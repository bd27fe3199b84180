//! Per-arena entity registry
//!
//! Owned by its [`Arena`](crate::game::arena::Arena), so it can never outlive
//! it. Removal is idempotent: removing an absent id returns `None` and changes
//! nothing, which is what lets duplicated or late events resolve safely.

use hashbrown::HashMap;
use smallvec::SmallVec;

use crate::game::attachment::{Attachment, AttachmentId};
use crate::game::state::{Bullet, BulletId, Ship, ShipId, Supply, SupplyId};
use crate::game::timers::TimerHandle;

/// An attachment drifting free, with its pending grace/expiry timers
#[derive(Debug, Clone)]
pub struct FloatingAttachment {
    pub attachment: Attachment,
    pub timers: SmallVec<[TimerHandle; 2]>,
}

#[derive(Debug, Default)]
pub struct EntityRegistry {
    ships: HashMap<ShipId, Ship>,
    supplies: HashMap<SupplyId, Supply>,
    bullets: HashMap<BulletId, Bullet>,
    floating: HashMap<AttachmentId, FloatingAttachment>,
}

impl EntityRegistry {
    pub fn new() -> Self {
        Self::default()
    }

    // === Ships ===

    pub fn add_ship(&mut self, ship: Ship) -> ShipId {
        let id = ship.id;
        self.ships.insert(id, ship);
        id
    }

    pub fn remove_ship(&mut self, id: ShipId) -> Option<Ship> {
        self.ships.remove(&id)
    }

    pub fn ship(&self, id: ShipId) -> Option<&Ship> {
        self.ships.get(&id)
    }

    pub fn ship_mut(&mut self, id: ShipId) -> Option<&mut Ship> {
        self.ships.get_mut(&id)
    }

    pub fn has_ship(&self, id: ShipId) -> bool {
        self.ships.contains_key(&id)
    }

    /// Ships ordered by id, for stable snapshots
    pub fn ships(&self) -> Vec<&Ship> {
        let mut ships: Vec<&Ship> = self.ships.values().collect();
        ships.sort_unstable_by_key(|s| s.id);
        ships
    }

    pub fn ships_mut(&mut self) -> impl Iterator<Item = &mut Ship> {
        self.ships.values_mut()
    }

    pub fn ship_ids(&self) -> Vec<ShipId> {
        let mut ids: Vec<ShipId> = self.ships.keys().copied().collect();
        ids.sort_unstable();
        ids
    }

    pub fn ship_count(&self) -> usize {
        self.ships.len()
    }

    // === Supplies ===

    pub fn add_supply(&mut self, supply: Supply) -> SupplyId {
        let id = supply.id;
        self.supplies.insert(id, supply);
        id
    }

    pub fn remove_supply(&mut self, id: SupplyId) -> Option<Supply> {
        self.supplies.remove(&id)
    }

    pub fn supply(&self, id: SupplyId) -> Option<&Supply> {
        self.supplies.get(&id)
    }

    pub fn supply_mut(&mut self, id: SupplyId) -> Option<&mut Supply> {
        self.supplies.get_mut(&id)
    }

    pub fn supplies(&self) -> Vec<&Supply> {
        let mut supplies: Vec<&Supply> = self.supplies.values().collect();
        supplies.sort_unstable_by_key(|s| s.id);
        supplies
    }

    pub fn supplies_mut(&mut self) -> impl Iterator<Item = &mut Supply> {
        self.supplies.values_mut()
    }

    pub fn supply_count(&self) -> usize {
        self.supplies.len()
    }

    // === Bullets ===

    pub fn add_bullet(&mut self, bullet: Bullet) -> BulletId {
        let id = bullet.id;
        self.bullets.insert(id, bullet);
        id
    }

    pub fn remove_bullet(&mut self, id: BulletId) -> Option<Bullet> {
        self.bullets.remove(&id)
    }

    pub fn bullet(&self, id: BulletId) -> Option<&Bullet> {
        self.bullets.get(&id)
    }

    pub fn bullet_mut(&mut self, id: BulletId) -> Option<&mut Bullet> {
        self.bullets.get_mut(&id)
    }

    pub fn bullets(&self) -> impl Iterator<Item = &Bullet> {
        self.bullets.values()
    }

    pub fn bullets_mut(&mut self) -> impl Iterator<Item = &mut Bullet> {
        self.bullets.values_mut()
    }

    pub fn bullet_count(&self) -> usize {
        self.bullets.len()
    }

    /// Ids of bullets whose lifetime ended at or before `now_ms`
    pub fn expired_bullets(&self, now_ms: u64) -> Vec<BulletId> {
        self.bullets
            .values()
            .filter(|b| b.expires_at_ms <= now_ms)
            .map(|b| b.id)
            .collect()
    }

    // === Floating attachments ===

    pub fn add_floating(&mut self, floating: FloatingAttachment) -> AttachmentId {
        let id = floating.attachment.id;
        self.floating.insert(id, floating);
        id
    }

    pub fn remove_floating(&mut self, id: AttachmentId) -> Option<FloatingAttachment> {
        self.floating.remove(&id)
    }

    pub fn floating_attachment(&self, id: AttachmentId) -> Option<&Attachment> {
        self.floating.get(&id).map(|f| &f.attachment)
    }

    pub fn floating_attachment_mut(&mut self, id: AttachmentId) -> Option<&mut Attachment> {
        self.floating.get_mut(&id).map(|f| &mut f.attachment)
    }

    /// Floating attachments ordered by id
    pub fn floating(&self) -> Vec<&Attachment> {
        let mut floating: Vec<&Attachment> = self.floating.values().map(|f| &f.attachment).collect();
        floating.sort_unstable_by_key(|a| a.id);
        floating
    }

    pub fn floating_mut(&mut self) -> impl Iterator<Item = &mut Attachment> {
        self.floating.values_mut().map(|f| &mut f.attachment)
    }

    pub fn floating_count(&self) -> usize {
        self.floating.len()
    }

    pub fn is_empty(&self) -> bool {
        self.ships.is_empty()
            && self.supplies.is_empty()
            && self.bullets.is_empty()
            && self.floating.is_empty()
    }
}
...
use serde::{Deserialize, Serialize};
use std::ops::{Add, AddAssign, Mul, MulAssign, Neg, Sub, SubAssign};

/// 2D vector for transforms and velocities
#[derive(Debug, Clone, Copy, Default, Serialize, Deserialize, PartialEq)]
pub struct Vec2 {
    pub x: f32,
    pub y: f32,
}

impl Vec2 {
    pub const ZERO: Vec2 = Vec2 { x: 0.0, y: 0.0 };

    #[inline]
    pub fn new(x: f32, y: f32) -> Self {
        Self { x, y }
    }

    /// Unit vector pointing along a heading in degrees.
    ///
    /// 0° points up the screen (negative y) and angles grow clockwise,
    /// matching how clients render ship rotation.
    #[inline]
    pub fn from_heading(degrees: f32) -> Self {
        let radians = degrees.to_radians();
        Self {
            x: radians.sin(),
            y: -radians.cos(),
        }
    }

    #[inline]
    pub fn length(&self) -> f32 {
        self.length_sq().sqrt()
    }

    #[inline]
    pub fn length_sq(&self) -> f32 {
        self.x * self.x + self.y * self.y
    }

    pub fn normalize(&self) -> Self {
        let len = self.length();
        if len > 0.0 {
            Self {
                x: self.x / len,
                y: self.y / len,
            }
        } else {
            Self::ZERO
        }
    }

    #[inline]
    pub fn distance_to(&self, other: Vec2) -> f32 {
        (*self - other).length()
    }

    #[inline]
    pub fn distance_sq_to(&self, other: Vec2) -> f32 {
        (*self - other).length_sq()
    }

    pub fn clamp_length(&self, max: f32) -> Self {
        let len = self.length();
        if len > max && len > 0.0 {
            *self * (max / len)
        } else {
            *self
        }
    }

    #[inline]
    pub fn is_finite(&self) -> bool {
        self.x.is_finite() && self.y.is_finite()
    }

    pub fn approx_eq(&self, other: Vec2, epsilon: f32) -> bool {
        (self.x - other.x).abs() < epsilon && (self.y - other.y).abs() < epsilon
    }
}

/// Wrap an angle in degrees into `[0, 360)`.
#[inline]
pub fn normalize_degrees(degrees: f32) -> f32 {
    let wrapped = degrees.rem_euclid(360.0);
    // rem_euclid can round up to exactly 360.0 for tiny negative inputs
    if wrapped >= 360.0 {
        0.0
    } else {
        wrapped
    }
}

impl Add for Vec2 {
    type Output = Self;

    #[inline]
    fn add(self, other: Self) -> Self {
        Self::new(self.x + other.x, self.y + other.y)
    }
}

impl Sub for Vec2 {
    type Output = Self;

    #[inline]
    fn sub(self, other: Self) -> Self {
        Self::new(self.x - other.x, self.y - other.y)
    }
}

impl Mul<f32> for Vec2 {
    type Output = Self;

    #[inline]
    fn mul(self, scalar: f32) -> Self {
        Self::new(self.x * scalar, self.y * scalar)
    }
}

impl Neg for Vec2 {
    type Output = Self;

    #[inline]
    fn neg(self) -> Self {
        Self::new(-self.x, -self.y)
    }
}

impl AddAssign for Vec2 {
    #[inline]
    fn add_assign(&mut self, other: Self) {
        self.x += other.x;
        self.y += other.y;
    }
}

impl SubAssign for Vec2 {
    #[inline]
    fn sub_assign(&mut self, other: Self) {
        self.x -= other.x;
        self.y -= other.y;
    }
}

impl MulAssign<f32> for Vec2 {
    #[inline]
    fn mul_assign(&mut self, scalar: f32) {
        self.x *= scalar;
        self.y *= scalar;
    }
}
--
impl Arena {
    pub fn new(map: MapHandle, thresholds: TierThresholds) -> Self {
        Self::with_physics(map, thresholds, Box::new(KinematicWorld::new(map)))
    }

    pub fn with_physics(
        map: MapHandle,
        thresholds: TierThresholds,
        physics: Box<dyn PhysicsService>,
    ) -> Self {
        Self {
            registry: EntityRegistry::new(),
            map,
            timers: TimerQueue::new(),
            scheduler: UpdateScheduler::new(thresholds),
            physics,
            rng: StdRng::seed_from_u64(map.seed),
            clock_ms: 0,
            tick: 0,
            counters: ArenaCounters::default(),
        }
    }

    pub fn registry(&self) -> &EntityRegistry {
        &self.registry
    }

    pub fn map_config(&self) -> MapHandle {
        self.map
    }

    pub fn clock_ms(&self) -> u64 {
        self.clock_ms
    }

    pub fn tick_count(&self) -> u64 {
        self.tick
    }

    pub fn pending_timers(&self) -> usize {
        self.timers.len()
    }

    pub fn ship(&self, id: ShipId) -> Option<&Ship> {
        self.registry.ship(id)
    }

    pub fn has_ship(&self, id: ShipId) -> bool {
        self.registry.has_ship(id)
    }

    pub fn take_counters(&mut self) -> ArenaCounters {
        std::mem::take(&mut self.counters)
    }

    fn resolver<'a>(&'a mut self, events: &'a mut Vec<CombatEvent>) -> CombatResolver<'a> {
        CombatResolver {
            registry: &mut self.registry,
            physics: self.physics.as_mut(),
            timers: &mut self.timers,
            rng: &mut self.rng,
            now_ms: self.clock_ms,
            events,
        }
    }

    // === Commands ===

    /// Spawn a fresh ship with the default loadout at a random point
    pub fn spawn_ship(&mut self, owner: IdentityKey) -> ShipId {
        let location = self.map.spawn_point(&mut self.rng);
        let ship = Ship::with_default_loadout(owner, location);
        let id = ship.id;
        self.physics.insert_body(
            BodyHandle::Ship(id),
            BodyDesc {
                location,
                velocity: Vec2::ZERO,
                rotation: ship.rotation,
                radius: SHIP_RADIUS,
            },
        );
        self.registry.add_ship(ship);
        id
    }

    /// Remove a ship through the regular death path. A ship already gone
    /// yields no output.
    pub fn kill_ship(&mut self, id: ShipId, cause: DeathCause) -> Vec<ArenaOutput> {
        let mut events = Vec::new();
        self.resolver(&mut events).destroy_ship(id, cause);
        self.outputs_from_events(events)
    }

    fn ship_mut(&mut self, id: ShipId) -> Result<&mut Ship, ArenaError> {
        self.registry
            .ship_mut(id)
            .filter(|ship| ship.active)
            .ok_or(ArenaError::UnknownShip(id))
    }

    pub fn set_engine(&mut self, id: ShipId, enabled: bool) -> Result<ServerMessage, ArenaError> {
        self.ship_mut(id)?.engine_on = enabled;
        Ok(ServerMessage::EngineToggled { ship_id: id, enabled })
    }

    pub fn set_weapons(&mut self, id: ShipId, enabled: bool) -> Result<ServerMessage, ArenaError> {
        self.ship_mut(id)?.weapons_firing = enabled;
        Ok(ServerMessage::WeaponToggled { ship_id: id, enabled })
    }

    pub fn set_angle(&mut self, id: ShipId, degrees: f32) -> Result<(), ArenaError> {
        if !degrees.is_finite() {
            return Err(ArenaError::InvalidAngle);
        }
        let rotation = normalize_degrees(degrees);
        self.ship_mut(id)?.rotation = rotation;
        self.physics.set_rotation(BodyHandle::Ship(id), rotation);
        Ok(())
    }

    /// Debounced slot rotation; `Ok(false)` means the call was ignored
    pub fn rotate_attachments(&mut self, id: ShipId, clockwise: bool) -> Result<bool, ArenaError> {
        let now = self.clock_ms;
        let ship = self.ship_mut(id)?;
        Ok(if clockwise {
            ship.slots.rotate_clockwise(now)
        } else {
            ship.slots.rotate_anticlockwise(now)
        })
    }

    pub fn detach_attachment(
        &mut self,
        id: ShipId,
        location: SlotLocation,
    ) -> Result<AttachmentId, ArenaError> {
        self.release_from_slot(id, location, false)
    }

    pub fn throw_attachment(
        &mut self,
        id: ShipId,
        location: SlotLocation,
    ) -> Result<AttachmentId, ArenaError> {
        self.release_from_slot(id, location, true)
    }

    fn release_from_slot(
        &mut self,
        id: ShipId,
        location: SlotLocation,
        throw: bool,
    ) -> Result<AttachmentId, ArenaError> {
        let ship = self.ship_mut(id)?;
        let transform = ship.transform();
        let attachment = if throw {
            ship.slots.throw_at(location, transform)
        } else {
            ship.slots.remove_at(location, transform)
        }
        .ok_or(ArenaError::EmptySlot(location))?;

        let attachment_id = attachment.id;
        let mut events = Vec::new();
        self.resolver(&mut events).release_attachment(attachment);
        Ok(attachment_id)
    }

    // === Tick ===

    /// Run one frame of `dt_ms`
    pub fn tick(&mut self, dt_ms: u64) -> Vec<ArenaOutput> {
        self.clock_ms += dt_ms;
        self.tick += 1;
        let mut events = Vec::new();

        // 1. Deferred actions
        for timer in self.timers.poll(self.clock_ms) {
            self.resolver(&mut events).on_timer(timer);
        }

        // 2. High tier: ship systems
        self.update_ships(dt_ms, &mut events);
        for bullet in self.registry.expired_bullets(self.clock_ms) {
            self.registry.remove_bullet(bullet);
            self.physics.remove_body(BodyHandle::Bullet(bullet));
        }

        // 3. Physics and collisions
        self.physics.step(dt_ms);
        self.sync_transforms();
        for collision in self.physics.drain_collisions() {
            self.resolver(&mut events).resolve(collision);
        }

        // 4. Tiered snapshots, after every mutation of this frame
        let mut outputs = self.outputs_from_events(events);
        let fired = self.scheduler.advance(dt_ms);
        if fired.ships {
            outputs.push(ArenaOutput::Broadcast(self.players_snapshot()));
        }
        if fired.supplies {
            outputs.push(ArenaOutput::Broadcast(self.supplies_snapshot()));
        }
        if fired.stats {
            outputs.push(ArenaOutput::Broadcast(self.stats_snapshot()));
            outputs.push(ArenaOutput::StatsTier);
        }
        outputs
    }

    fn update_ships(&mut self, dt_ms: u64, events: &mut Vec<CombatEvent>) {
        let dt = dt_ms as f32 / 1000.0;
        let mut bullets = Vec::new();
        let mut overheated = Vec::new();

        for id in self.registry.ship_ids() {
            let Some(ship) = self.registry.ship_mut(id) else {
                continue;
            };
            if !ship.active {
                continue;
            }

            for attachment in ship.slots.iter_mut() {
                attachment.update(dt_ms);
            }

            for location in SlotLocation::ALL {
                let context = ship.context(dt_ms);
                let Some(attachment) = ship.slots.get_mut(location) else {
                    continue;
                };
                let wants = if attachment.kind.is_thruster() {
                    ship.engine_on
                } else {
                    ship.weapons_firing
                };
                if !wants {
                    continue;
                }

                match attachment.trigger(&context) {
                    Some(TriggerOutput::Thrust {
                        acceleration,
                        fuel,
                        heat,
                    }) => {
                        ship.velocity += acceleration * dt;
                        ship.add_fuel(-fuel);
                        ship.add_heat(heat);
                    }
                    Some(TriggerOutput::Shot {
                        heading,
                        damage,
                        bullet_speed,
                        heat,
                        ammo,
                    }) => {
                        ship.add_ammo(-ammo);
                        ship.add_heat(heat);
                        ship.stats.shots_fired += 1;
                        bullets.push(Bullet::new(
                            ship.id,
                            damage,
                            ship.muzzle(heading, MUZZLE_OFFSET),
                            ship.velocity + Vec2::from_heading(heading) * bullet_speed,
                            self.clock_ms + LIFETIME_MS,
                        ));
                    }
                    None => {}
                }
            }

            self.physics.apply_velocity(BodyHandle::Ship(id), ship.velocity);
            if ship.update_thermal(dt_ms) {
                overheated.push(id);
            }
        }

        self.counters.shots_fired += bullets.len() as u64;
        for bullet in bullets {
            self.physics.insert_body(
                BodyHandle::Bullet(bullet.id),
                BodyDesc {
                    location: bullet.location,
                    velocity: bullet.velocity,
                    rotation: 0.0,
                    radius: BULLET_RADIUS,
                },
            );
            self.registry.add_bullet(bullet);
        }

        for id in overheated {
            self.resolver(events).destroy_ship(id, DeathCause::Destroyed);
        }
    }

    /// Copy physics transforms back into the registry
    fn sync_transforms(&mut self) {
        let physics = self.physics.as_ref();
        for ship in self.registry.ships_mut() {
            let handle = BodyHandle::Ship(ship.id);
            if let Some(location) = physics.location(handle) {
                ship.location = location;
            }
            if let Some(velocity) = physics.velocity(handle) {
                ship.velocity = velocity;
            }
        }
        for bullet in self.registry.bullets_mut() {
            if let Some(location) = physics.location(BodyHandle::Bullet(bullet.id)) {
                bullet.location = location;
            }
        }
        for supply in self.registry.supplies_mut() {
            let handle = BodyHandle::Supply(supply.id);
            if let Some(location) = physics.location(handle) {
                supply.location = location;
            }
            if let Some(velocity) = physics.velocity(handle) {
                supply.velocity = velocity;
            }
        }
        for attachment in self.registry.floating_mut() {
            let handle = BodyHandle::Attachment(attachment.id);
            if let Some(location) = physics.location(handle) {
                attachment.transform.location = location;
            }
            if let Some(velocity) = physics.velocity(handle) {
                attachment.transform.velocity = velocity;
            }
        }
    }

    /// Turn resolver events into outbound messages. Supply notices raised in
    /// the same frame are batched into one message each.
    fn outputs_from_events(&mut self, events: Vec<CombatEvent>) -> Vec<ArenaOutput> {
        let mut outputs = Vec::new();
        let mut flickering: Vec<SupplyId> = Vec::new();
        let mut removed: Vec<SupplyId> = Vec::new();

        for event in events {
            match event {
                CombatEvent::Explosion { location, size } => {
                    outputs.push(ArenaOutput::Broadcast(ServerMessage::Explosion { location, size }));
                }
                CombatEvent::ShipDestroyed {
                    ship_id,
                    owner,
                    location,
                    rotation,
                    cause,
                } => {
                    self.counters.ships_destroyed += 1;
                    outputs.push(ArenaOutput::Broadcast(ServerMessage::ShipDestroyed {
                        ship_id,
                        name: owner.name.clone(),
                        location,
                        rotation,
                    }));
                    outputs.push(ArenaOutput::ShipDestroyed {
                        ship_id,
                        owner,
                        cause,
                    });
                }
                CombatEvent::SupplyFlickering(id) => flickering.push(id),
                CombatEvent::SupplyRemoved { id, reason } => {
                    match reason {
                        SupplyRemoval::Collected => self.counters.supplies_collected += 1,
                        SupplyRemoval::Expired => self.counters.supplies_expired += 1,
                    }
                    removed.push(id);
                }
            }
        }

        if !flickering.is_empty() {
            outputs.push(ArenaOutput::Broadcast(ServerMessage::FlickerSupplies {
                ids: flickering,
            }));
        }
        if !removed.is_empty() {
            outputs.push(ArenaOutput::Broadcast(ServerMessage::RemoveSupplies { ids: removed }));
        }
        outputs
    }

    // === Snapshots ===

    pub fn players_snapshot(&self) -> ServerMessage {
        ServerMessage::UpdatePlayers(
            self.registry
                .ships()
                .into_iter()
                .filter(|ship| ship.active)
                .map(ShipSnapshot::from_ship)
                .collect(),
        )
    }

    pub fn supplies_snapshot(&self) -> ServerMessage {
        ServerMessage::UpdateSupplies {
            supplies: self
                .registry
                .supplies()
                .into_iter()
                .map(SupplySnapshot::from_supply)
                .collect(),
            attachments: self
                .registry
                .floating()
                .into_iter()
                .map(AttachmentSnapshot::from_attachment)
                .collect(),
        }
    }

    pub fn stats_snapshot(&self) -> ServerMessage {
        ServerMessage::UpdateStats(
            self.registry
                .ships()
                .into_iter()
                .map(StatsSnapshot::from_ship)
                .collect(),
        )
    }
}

### [DIRECTIONS FOR THIS TASK]
List all lines in the material containing the string "Deserialize".

### [SOLUTION]
use serde::{Deserialize, Serialize};
#[derive(Debug, Clone, Copy, Default, Serialize, Deserialize, PartialEq)]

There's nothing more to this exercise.